+++ Supplied material
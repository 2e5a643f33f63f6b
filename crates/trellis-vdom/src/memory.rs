#![forbid(unsafe_code)]

//! An in-memory arena backend.
//!
//! Drives no real UI; exists so the patch engine can be tested and its DOM
//! traffic measured. Every mutating operation is tallied in an [`OpLog`], so
//! tests assert on exactly how many creations, insertions, moves, and
//! removals a diff produced. Detached nodes stay in the arena (slots are
//! never reused); "removal" only unlinks.

use std::collections::BTreeMap;

use crate::backend::{Backend, NodeId};

#[derive(Debug, Clone)]
enum NodeData {
    Element {
        tag: String,
        attrs: BTreeMap<String, String>,
    },
    Text(String),
    Comment(String),
}

#[derive(Debug, Clone)]
struct Node {
    data: NodeData,
    parent: Option<NodeId>,
    children: Vec<NodeId>,
}

/// Tally of mutating backend operations.
#[derive(Debug, Default, Clone, Copy, PartialEq, Eq)]
pub struct OpLog {
    pub created: u32,
    /// First attachments of a node.
    pub inserted: u32,
    /// Re-attachments of a node that already had a parent.
    pub moved: u32,
    pub removed: u32,
    pub text_sets: u32,
    pub attr_sets: u32,
    pub attr_removes: u32,
}

impl OpLog {
    /// Total structural mutations (everything except attribute/text writes).
    #[must_use]
    pub fn structural(&self) -> u32 {
        self.created + self.inserted + self.moved + self.removed
    }
}

#[derive(Default)]
pub struct MemoryBackend {
    nodes: Vec<Node>,
    ops: OpLog,
}

impl MemoryBackend {
    #[must_use]
    pub fn new() -> Self {
        Self::default()
    }

    #[must_use]
    pub fn ops(&self) -> OpLog {
        self.ops
    }

    pub fn reset_ops(&mut self) {
        self.ops = OpLog::default();
    }

    fn node(&self, id: NodeId) -> &Node {
        &self.nodes[id.0 as usize]
    }

    fn node_mut(&mut self, id: NodeId) -> &mut Node {
        &mut self.nodes[id.0 as usize]
    }

    fn alloc(&mut self, data: NodeData) -> NodeId {
        let id = NodeId(self.nodes.len() as u64);
        self.nodes.push(Node {
            data,
            parent: None,
            children: Vec::new(),
        });
        self.ops.created += 1;
        id
    }

    /// Unlink `node` from its current parent, if any. Returns whether it was
    /// attached.
    fn detach(&mut self, node: NodeId) -> bool {
        let Some(parent) = self.node(node).parent else {
            return false;
        };
        self.node_mut(parent).children.retain(|c| *c != node);
        self.node_mut(node).parent = None;
        true
    }

    fn attach(&mut self, parent: NodeId, node: NodeId, reference: Option<NodeId>) {
        let was_attached = self.detach(node);
        let children = &mut self.node_mut(parent).children;
        match reference.and_then(|r| children.iter().position(|c| *c == r)) {
            Some(pos) => children.insert(pos, node),
            None => children.push(node),
        }
        self.node_mut(node).parent = Some(parent);
        if was_attached {
            self.ops.moved += 1;
        } else {
            self.ops.inserted += 1;
        }
    }

    /// Children of a node, in order (test helper).
    #[must_use]
    pub fn children_of(&self, node: NodeId) -> Vec<NodeId> {
        self.node(node).children.clone()
    }

    /// Attribute lookup (test helper).
    #[must_use]
    pub fn attribute(&self, node: NodeId, name: &str) -> Option<String> {
        match &self.node(node).data {
            NodeData::Element { attrs, .. } => attrs.get(name).cloned(),
            _ => None,
        }
    }

    /// Serialize a subtree to markup-ish text, for snapshot-style asserts.
    #[must_use]
    pub fn render_to_string(&self, node: NodeId) -> String {
        let mut out = String::new();
        self.write_node(node, &mut out);
        out
    }

    fn write_node(&self, id: NodeId, out: &mut String) {
        match &self.node(id).data {
            NodeData::Text(t) => out.push_str(t),
            NodeData::Comment(t) => {
                out.push_str("<!--");
                out.push_str(t);
                out.push_str("-->");
            }
            NodeData::Element { tag, attrs } => {
                out.push('<');
                out.push_str(tag);
                for (name, value) in attrs {
                    out.push(' ');
                    out.push_str(name);
                    out.push_str("=\"");
                    out.push_str(value);
                    out.push('"');
                }
                out.push('>');
                for child in &self.node(id).children {
                    self.write_node(*child, out);
                }
                out.push_str("</");
                out.push_str(tag);
                out.push('>');
            }
        }
    }
}

impl Backend for MemoryBackend {
    fn create_element(&mut self, tag: &str) -> NodeId {
        self.alloc(NodeData::Element {
            tag: tag.to_owned(),
            attrs: BTreeMap::new(),
        })
    }

    fn create_text(&mut self, text: &str) -> NodeId {
        self.alloc(NodeData::Text(text.to_owned()))
    }

    fn create_comment(&mut self, text: &str) -> NodeId {
        self.alloc(NodeData::Comment(text.to_owned()))
    }

    fn append_child(&mut self, parent: NodeId, child: NodeId) {
        self.attach(parent, child, None);
    }

    fn insert_before(&mut self, parent: NodeId, node: NodeId, reference: Option<NodeId>) {
        self.attach(parent, node, reference);
    }

    fn remove_child(&mut self, parent: NodeId, child: NodeId) {
        if self.node(child).parent == Some(parent) && self.detach(child) {
            self.ops.removed += 1;
        }
    }

    fn parent_node(&self, node: NodeId) -> Option<NodeId> {
        self.node(node).parent
    }

    fn next_sibling(&self, node: NodeId) -> Option<NodeId> {
        let parent = self.node(node).parent?;
        let siblings = &self.node(parent).children;
        let pos = siblings.iter().position(|c| *c == node)?;
        siblings.get(pos + 1).copied()
    }

    fn set_text(&mut self, node: NodeId, text: &str) {
        match &mut self.node_mut(node).data {
            NodeData::Text(t) | NodeData::Comment(t) => *t = text.to_owned(),
            NodeData::Element { .. } => {}
        }
        self.ops.text_sets += 1;
    }

    fn set_attribute(&mut self, node: NodeId, name: &str, value: &str) {
        if let NodeData::Element { attrs, .. } = &mut self.node_mut(node).data {
            attrs.insert(name.to_owned(), value.to_owned());
            self.ops.attr_sets += 1;
        }
    }

    fn remove_attribute(&mut self, node: NodeId, name: &str) {
        if let NodeData::Element { attrs, .. } = &mut self.node_mut(node).data {
            if attrs.remove(name).is_some() {
                self.ops.attr_removes += 1;
            }
        }
    }
}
++++++
● Work order: Filter the lines above so that only those with the string "arena" remain, then copy them.

● Output of the exercise:
//! An in-memory arena backend.
//! removals a diff produced. Detached nodes stay in the arena (slots are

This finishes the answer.